• [Work request]: Work out how many lines in the data below contain the string "anyhow", and reply with that figure alone.

Excerpts from a dataset:
|---|
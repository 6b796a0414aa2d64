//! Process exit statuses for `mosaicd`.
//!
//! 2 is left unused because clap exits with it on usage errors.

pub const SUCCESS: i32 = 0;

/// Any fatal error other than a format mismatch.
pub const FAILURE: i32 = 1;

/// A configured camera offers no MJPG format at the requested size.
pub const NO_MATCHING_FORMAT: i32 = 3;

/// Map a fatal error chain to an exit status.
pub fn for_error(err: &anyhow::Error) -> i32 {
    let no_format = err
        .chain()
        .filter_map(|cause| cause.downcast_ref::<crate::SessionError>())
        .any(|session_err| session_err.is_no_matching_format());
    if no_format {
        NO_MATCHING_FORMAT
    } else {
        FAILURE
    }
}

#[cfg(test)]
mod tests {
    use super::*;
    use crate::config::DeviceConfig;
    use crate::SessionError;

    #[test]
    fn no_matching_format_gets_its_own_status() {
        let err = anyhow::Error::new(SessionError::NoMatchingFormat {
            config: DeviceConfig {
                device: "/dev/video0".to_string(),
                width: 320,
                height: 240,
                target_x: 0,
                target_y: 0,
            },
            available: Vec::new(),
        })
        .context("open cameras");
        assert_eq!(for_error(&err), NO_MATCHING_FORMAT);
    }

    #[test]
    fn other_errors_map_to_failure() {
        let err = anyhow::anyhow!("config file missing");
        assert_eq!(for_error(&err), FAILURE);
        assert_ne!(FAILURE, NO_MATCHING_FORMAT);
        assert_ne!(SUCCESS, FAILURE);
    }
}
|---|
• [Expected answer]: 3